## Data extracts:
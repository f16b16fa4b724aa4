//! Job-order status workflow
//!
//! A table-driven finite state machine over the job-order lifecycle
//! (`DRAFT` through `RELEASED`), gated by role permissions. The engine is a
//! pure decision function: it owns no storage and performs no I/O, so it is
//! safe to share and call from any number of tasks concurrently.
//!
//! # Permission model
//!
//! The transition table defines the universe of legal moves; a role's
//! permitted-target set is a further restriction on top. The table is
//! checked first, so a request that no role could ever make is reported as
//! [`DenialReason::UnknownTransition`] rather than
//! [`DenialReason::RoleNotPermitted`].
//!
//! # Example
//!
//! ```
//! use shopflow_core::workflow::{JobOrderStatus, Role, WorkflowEngine};
//!
//! let engine = WorkflowEngine::standard();
//! let result = engine.evaluate(
//!     JobOrderStatus::QualityCheck,
//!     JobOrderStatus::InProgress,
//!     Role::BranchManager,
//! );
//! assert!(result.is_allowed());
//! ```

mod engine;
mod types;

pub use engine::{WorkflowConfig, WorkflowEngine};
pub use types::{DenialReason, JobOrderStatus, Role, TransitionRequest, TransitionResult};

## Task item:
From the first record to the last, print each one exactly.

## Response below:
repository f16b16fa4b724aa4
//! Job-order status workflow
//!
//! A table-driven finite state machine over the job-order lifecycle
//! (`DRAFT` through `RELEASED`), gated by role permissions. The engine is a
//! pure decision function: it owns no storage and performs no I/O, so it is
//! safe to share and call from any number of tasks concurrently.
//!
//! # Permission model
//!
//! The transition table defines the universe of legal moves; a role's
//! permitted-target set is a further restriction on top. The table is
//! checked first, so a request that no role could ever make is reported as
//! [`DenialReason::UnknownTransition`] rather than
//! [`DenialReason::RoleNotPermitted`].
//!
//! # Example
//!
//! ```
//! use shopflow_core::workflow::{JobOrderStatus, Role, WorkflowEngine};
//!
//! let engine = WorkflowEngine::standard();
//! let result = engine.evaluate(
//!     JobOrderStatus::QualityCheck,
//!     JobOrderStatus::InProgress,
//!     Role::BranchManager,
//! );
//! assert!(result.is_allowed());
//! ```

mod engine;
mod types;

pub use engine::{WorkflowConfig, WorkflowEngine};
pub use types::{DenialReason, JobOrderStatus, Role, TransitionRequest, TransitionResult};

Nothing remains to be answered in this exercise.